# Should I worry about crown rot for phrags outdoors?



## koshki (Jul 7, 2011)

Hi all,
For the first time, I've moved most of my orchids outdoors for the summer. The phrags are on a shelf on the northeast side of the house. They get dappled sun (through neighbor's tree) until about 11:30, then a few minutes of direct sun, and then they're in the shade of the house the rest of the day.

They all look happy and well-hydrated (some even appear to be developing spikes...shhh, don't tell them I said that!). 

But my concern is that with hose watering, everything gets wet, including the crown. I try to water in the early to mid afternoon to make sure everything has time to dry, but just the same water sits in the crowns for at least a while.

I keep telling myself that the get rained on in nature, but still I worry...should I?


----------



## Shiva (Jul 7, 2011)

Be wary of rain getting on the plants on cold nights. Phrags can sustain low temps easily as long as they're dry, but rain and cold nights (around 10C+) can be deadly.


----------



## koshki (Jul 7, 2011)

Well, we won't be down to that low any time soon, but I'm kind of surprised that phrags would have trouble in those temperatures. But thanks for the heads up!


----------



## koshki (Jul 7, 2011)

I just checked OW for a few phrags and was surprised to see the range of their growing temps. I don't know why I had it in my head that phrags were cool growers...


----------



## SlipperFan (Jul 7, 2011)

koshki said:


> I just checked OW for a few phrags and was surprised to see the range of their growing temps. I don't know why I had it in my head that phrags were cool growers...


I'd call most of them intermediate. There are a few that are warmer growers.

When I put my plants outdoors for the summer, I tried to finish watering by late morning or early afternoon. We've had nights in the 50's here in Michigan in the summer quite often, so I tried to get the watering done early enough so water in crowns wouldn't be a problem.


----------



## Eric Muehlbauer (Jul 7, 2011)

I don't get crown rot problems with paphs or phrags outdoors...the air circulation makes up for the wet.


----------



## koshki (Jul 8, 2011)

Dot, you're right, night time lows of the 50s aren't unheard of here, but I am a fair bit south of you, and also within the "urban heat" zone. Plus being close to Lake St. Clair, our weather is possibly moderated a bit as compared to the center of the state.

Still, I will keep an eye out for low temps, and make sure they're not sitting in water.

I was just out looking at them a few minutes ago, and they are all looking happy, happy, joy, joy! I'm thinking about taking your Cape Sunset and Charlie Hanson out, too. They've been indoors to enjoy the blooms.


----------



## NYEric (Jul 8, 2011)

You can get crown rot anywhere. the chances of it are less outside due to higher airflow than indoors.


----------



## SlipperFan (Jul 8, 2011)

koshki said:


> ...
> I was just out looking at them a few minutes ago, and they are all looking happy, happy, joy, joy! I'm thinking about taking your Cape Sunset and Charlie Hanson out, too. They've been indoors to enjoy the blooms.
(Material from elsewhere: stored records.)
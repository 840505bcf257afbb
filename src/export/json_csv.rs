// src/export/json_csv.rs

use crate::errors::{AppError, AppResult};
use crate::export::model::{CSV_HEADERS, entry_to_row};
use crate::export::{EntryExport, notify_export_success};
use crate::ui::messages::info;
use std::fs::File;
use std::io::Write;
use std::path::Path;

/// Export JSON pretty-printed.
pub(crate) fn export_json(entries: &[EntryExport], path: &Path) -> AppResult<()> {
    info(format!("Exporting to JSON: {}", path.display()));

    let json_data = serde_json::to_string_pretty(entries)
        .map_err(|e| AppError::Export(format!("JSON serialization error: {e}")))?;

    let mut file = File::create(path)?;
    file.write_all(json_data.as_bytes())?;

    notify_export_success("JSON", path, entries.len());
    Ok(())
}

/// Export CSV with the human-readable header row.
pub(crate) fn export_csv(entries: &[EntryExport], path: &Path) -> AppResult<()> {
    info(format!("Exporting to CSV: {}", path.display()));

    let mut wtr = csv::Writer::from_path(path)
        .map_err(|e| AppError::Export(format!("CSV open error: {e}")))?;

    wtr.write_record(CSV_HEADERS)
        .map_err(|e| AppError::Export(format!("CSV write error: {e}")))?;

    for item in entries {
        wtr.write_record(entry_to_row(item))
            .map_err(|e| AppError::Export(format!("CSV write error: {e}")))?;
    }

    wtr.flush()
        .map_err(|e| AppError::Export(format!("CSV flush error: {e}")))?;

    notify_export_success("CSV", path, entries.len());
    Ok(())
}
I found that to be the case also -- hated to take them out when they were in bloom, but taking them out proved to be very beneficial.


----------



## goldenrose (Jul 9, 2011)

NYEric said:


> You can get crown rot anywhere. the chances of it are less outside due to higher airflow than indoors.
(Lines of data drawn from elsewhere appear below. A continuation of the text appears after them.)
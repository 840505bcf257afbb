use crate::errors::{AppError, AppResult};
use crate::utils::path::expand_tilde;
use serde::{Deserialize, Serialize};
use std::env;
use std::fs;
use std::io::Write;
use std::path::{Path, PathBuf};

pub mod migrate;

#[derive(Debug, Clone, Serialize, Deserialize)]
pub struct Config {
    pub database: String,
    #[serde(default)]
    pub photos_dir: Option<String>,
    #[serde(default)]
    pub backups_dir: Option<String>,
    #[serde(default)]
    pub exports_dir: Option<String>,
    #[serde(default = "default_backup_interval_days")]
    pub backup_interval_days: i64,
    #[serde(default = "default_keep_backups")]
    pub keep_backups: usize,
    #[serde(default)]
    pub upload_dir: Option<String>,
    #[serde(default = "default_remote_folder")]
    pub remote_folder: String,
    #[serde(default)]
    pub ocr_command: Option<String>,
}

pub(crate) fn default_backup_interval_days() -> i64 {
    14
}
pub(crate) fn default_keep_backups() -> usize {
    10
}
pub(crate) fn default_remote_folder() -> String {
    "CPD Points".to_string()
}

impl Default for Config {
    fn default() -> Self {
        Self::with_database(Self::database_file())
    }
}

impl Config {
    /// Build a default configuration bound to a specific database file.
    pub fn with_database<P: AsRef<Path>>(db: P) -> Self {
        Self {
            database: db.as_ref().to_string_lossy().to_string(),
            photos_dir: None,
            backups_dir: None,
            exports_dir: None,
            backup_interval_days: default_backup_interval_days(),
            keep_backups: default_keep_backups(),
            upload_dir: None,
            remote_folder: default_remote_folder(),
            ocr_command: None,
        }
    }

    /// Return the standard configuration directory depending on the platform
    pub fn config_dir() -> PathBuf {
        if cfg!(target_os = "windows") {
            let appdata = env::var("APPDATA").unwrap_or_else(|_| ".".to_string());
            PathBuf::from(appdata).join("cpdtracker")
        } else {
            let home = env::var("HOME")
                .map(PathBuf::from)
                .ok()
                .or_else(dirs::home_dir)
                .unwrap_or_else(|| PathBuf::from("."));
            home.join(".cpdtracker")
        }
    }

    /// Return the full path of the config file
    pub fn config_file() -> PathBuf {
        Self::config_dir().join("cpdtracker.conf")
    }

    /// Return the full path of the SQLite database
    pub fn database_file() -> PathBuf {
        Self::config_dir().join("cpdtracker.sqlite")
    }

    /// Load configuration from file, or return defaults if not found
    pub fn load() -> AppResult<Self> {
        let path = Self::config_file();

        if path.exists() {
            let content =
                fs::read_to_string(&path).map_err(|e| AppError::ConfigLoad(e.to_string()))?;
            serde_yaml::from_str(&content).map_err(|e| AppError::ConfigLoad(e.to_string()))
        } else {
            Ok(Self::default())
        }
    }

    /// Write this configuration to the standard config file.
    pub fn save(&self) -> AppResult<()> {
        fs::create_dir_all(Self::config_dir())?;
        let yaml = serde_yaml::to_string(self).map_err(|e| AppError::ConfigSave(e.to_string()))?;
        let mut file = fs::File::create(Self::config_file())?;
        file.write_all(yaml.as_bytes())?;
        Ok(())
    }

    /// Initialize configuration and database files
    pub fn init_all(custom_db: Option<String>, is_test: bool) -> AppResult<Self> {
        let dir = Self::config_dir();
        if !is_test {
            fs::create_dir_all(&dir)?;
        }

        // DB name: user provided or default
        let db_path = match custom_db {
            Some(name) => {
                let p = expand_tilde(&name);
                if p.is_absolute() { p } else { dir.join(p) }
            }
            None => Self::database_file(),
        };

        let config = Self::with_database(&db_path);

        if !is_test {
            config.save()?;
        }

        Ok(config)
    }

    pub fn database_path(&self) -> PathBuf {
        expand_tilde(&self.database)
    }

    /// Directory holding the database file; every derived folder lives here.
    fn data_dir(&self) -> PathBuf {
        self.database_path()
            .parent()
            .map(Path::to_path_buf)
            .unwrap_or_else(|| PathBuf::from("."))
    }

    fn resolve_dir(&self, configured: &Option<String>, fallback: &str) -> PathBuf {
        match configured {
            Some(p) if !p.trim().is_empty() => expand_tilde(p),
            _ => self.data_dir().join(fallback),
        }
    }

    pub fn photos_path(&self) -> PathBuf {
        self.resolve_dir(&self.photos_dir, "photos")
    }

    pub fn backups_path(&self) -> PathBuf {
        self.resolve_dir(&self.backups_dir, "backups")
    }

    pub fn exports_path(&self) -> PathBuf {
        self.resolve_dir(&self.exports_dir, "exports")
    }

    pub fn upload_path(&self) -> Option<PathBuf> {
        self.upload_dir
            .as_deref()
            .filter(|p| !p.trim().is_empty())
            .map(expand_tilde)
    }
}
I agree and what if there isn't a slight breeze? During the summer months, in my area, rain will more than likely occur in the evening so it would be a worry to me.


----------



## Botabill (Oct 29, 2011)

I live in central Ontario and have been taking my orchids outside in the summer for at least 15 years. I only have one Phrag but have many Paphs and Phallenopsis. I don't baby them at all and they don't seem to mind. The only thing I have trouble with is when the sun burns them or the chickens get into them and scratch them out of their pots. Even these set back are only temporary and they bounce right back. I spray water over them at anytime of the day and have never had a probelm caused by that. Once I did almost have a disaster when I shot a 40 pound racoon out of the willow tree the orchids live under in the summer. The chicken killing marauder almost fell squarely on top of my orchid collections. I don't think that would have been good for them.


----------



## NYEric (Oct 29, 2011)

Welcome to the forum from NYC!


----------



## SlipperFan (Oct 29, 2011)

Hi Botabill, and welcome. I hope you will start a thread introducing yourself in the Greetings section. It sound like you live out in the country. I've never had a problem with chickens, but racoons are anothr matter!


----------



## koshki (Oct 30, 2011)

Hi Botabill, and welcome to ST! Glad the racoon missed your orchids!
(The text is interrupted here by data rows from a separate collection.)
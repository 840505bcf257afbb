mod common;
use chrono::{NaiveDateTime, TimeDelta};
use common::{
    FailingUploader, StubUploader, file_names, open_test_store, sample_entry, settings_in,
    setup_test_dir, touch_archives,
};
use cpdtracker::core::backup::upload::{UploadError, Uploader};
use cpdtracker::config::Config;
use cpdtracker::core::backup::{
    BackupOutcome, BackupScheduler, BackupSettings, Trigger, archiver, interval_from_days, is_due,
    lock, retention,
};
use cpdtracker::db::{backup_log, entries};
use cpdtracker::models::{BackupRecord, BackupStatus};
use std::fs::{self, File};
use std::path::Path;
use std::sync::mpsc::{self, Receiver, Sender};
use std::sync::{Arc, Mutex};
use std::time::{Duration, SystemTime};

fn ts(s: &str) -> NaiveDateTime {
    NaiveDateTime::parse_from_str(s, "%Y-%m-%d %H:%M:%S").expect("valid timestamp")
}

fn completed_at(at: NaiveDateTime) -> BackupRecord {
    BackupRecord {
        attempted_at: at,
        archive_path: "backup_previous.zip".into(),
        entries_count: 0,
        status: BackupStatus::Completed,
    }
}

#[test]
fn test_due_check_boundary() {
    let interval = TimeDelta::days(14);
    let now = ts("2025-11-20 10:00:00");

    assert!(is_due(None, now, interval));
    assert!(is_due(Some(now - interval), now, interval));
    assert!(!is_due(
        Some(now - interval + TimeDelta::seconds(1)),
        now,
        interval
    ));
}

#[test]
fn test_due_check_reads_backup_log() {
    let dir = setup_test_dir("due_check_reads_log");
    let scheduler = BackupScheduler::new(settings_in(&dir), Arc::new(StubUploader("R1")));
    let now = ts("2025-11-20 10:00:00");

    // No database at all yet
    assert!(scheduler.is_backup_needed_at(now));

    let store = open_test_store(&dir);
    backup_log::append(
        &store.conn,
        &completed_at(now - TimeDelta::days(14) + TimeDelta::seconds(1)),
    );
    store.close().expect("close");
    assert!(!scheduler.is_backup_needed_at(now));

    let later = now + TimeDelta::seconds(1);
    assert!(scheduler.is_backup_needed_at(later));
}

#[test]
fn test_local_only_records_do_not_count_as_successful() {
    let dir = setup_test_dir("local_only_not_successful");
    let store = open_test_store(&dir);

    let now = ts("2025-11-20 10:00:00");
    let mut record = completed_at(now - TimeDelta::days(1));
    record.status = BackupStatus::LocalOnly;
    backup_log::append(&store.conn, &record);

    assert_eq!(backup_log::last_successful(&store.conn), None);
    store.close().expect("close");

    let scheduler = BackupScheduler::new(settings_in(&dir), Arc::new(StubUploader("R1")));
    assert!(scheduler.is_backup_needed_at(now));
}

#[test]
fn test_upload_failure_keeps_local_archive() {
    let dir = setup_test_dir("upload_failure_isolation");
    let store = open_test_store(&dir);
    entries::insert_entry(&store.conn, &sample_entry("Workshop", "2025-05-01", "2025-05-01", 3))
        .expect("insert");
    store.close().expect("close");

    let scheduler = BackupScheduler::new(settings_in(&dir), Arc::new(FailingUploader));

    let record = match scheduler.force() {
        BackupOutcome::Done(r) => r,
        other => panic!("expected Done, got {other:?}"),
    };

    assert_eq!(record.status, BackupStatus::LocalOnly);
    assert!(Path::new(&record.archive_path).is_file());

    let store = open_test_store(&dir);
    let history = backup_log::history(&store.conn, None).expect("history");
    assert_eq!(history.len(), 1);
    assert_eq!(history[0].status, BackupStatus::LocalOnly);
    assert_eq!(backup_log::last_successful(&store.conn), None);
}

#[test]
fn test_archive_failure_writes_no_record() {
    let dir = setup_test_dir("archive_failure_short_circuit");
    open_test_store(&dir).close().expect("close");

    // The backups "directory" is a regular file, so nothing can be written.
    let mut settings = settings_in(&dir);
    settings.backups_dir = dir.join("not_a_dir");
    fs::write(&settings.backups_dir, b"occupied").expect("write blocker");

    let scheduler = BackupScheduler::new(settings, Arc::new(StubUploader("R1")));
    assert!(matches!(scheduler.force(), BackupOutcome::Failed(_)));

    let store = open_test_store(&dir);
    assert!(backup_log::history(&store.conn, None).expect("history").is_empty());
}

#[test]
fn test_unreadable_photo_dir_fails_and_cleans_up() {
    let dir = setup_test_dir("photo_dir_not_a_dir");
    open_test_store(&dir).close().expect("close");

    let settings = settings_in(&dir);
    fs::write(&settings.photos_dir, b"not a directory").expect("write blocker");

    let scheduler = BackupScheduler::new(settings.clone(), Arc::new(StubUploader("R1")));
    let outcome = scheduler.force();
    assert!(matches!(outcome, BackupOutcome::Failed(_)), "{outcome:?}");

    // Neither the working directory nor a partial zip is left behind.
    assert!(file_names(&settings.backups_dir).is_empty());

    let store = open_test_store(&dir);
    assert!(backup_log::history(&store.conn, None).expect("history").is_empty());
}

#[test]
fn test_end_to_end_force_backup() {
    let dir = setup_test_dir("end_to_end_force");
    let settings = settings_in(&dir);

    let store = open_test_store(&dir);
    assert!(entries::list_all(&store.conn).is_empty());
    for (i, day) in ["2025-01-10", "2025-02-10", "2025-03-10"].iter().enumerate() {
        entries::insert_entry(&store.conn, &sample_entry(&format!("Course {i}"), day, day, 1))
            .expect("insert");
    }
    store.close().expect("close");

    fs::create_dir_all(settings.photos_dir.join("2025")).expect("photos");
    fs::write(settings.photos_dir.join("cpd_photo_a.png"), b"png").expect("photo");
    fs::write(settings.photos_dir.join("2025").join("b.jpg"), b"jpg").expect("photo");

    let scheduler = BackupScheduler::new(settings.clone(), Arc::new(StubUploader("R1")));
    let record = match scheduler.force() {
        BackupOutcome::Done(r) => r,
        other => panic!("expected Done, got {other:?}"),
    };

    assert_eq!(record.entries_count, 3);
    assert_eq!(record.status, BackupStatus::Completed);
    assert!(Path::new(&record.archive_path).is_file());

    let store = open_test_store(&dir);
    assert_eq!(
        backup_log::last_successful(&store.conn),
        Some(record.attempted_at)
    );
    store.close().expect("close");

    // Archive layout: database at the root, photos/ mirrored with relative paths
    let mut zip =
        zip::ZipArchive::new(File::open(&record.archive_path).expect("open zip")).expect("zip");
    let names: Vec<String> = zip.file_names().map(str::to_string).collect();
    assert!(names.contains(&"cpdtracker.sqlite".to_string()), "{names:?}");
    assert!(names.contains(&"photos/cpd_photo_a.png".to_string()), "{names:?}");
    assert!(names.contains(&"photos/2025/b.jpg".to_string()), "{names:?}");
    assert!(zip.by_name("photos/2025/b.jpg").is_ok());

    // Only the archive remains; the working directory is gone.
    let left = file_names(&settings.backups_dir);
    assert_eq!(left.len(), 1, "{left:?}");
    assert!(left[0].starts_with("backup_") && left[0].ends_with(".zip"));
}

#[test]
fn test_snapshot_is_a_readable_database() {
    let dir = setup_test_dir("snapshot_readable");
    let settings = settings_in(&dir);

    let store = open_test_store(&dir);
    entries::insert_entry(&store.conn, &sample_entry("Seminar", "2025-04-01", "2025-04-02", 5))
        .expect("insert");
    store.close().expect("close");

    let scheduler = BackupScheduler::new(settings, Arc::new(StubUploader("R1")));
    let record = match scheduler.force() {
        BackupOutcome::Done(r) => r,
        other => panic!("expected Done, got {other:?}"),
    };

    let mut zip =
        zip::ZipArchive::new(File::open(&record.archive_path).expect("open zip")).expect("zip");
    let restored = dir.join("restored.sqlite");
    {
        let mut inner = zip.by_name("cpdtracker.sqlite").expect("db in archive");
        let mut out = File::create(&restored).expect("create restored");
        std::io::copy(&mut inner, &mut out).expect("extract");
    }

    let conn = rusqlite::Connection::open(&restored).expect("open restored");
    let rows = entries::list_all(&conn);
    assert_eq!(rows.len(), 1);
    assert_eq!(rows[0].name, "Seminar");
}

#[test]
fn test_scheduled_run_skips_when_not_due() {
    let dir = setup_test_dir("scheduled_not_due");
    let settings = settings_in(&dir);
    let scheduler = BackupScheduler::new(settings.clone(), Arc::new(StubUploader("R1")));

    // First scheduled run: nothing logged yet, so a backup is due.
    assert!(matches!(
        scheduler.run(Trigger::Scheduled),
        BackupOutcome::Done(_)
    ));
    // Second one right after: not due any more.
    assert_eq!(scheduler.run_scheduled(), BackupOutcome::NotNeeded);
    // Forcing ignores the due check.
    assert!(matches!(scheduler.force(), BackupOutcome::Done(_)));
}

#[test]
fn test_pipeline_prunes_old_archives() {
    let dir = setup_test_dir("pipeline_prunes");
    let mut settings = settings_in(&dir);
    settings.keep_count = 2;
    touch_archives(
        &settings.backups_dir,
        &["20200101_000000", "20200102_000000", "20200103_000000"],
    );

    let scheduler = BackupScheduler::new(settings.clone(), Arc::new(StubUploader("R1")));
    let record = match scheduler.force() {
        BackupOutcome::Done(r) => r,
        other => panic!("expected Done, got {other:?}"),
    };

    let left = file_names(&settings.backups_dir);
    assert_eq!(left.len(), 2, "{left:?}");
    assert!(left.contains(&"backup_20200103_000000.zip".to_string()));
    assert!(Path::new(&record.archive_path).is_file());
}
I was surprised to see this thread pop up the other day. However, I am happy to report that not only did all my phrags survive their first summer outside, they all thrived! I've got two in bloom, another in spike and one more that seems like it is starting to spike, but has been stalled since I brought it back indoors.


----------



## NYEric (Oct 31, 2011)

The extra sun no doubt!


----------



## Hien (Oct 31, 2011)

If phrags get crown rot from being outdoors then there would be no phrags in nature.


----------



## Shiva (Nov 1, 2011)

Hien said:


> If phrags get crown rot from being outdoors then there would be no phrags in nature.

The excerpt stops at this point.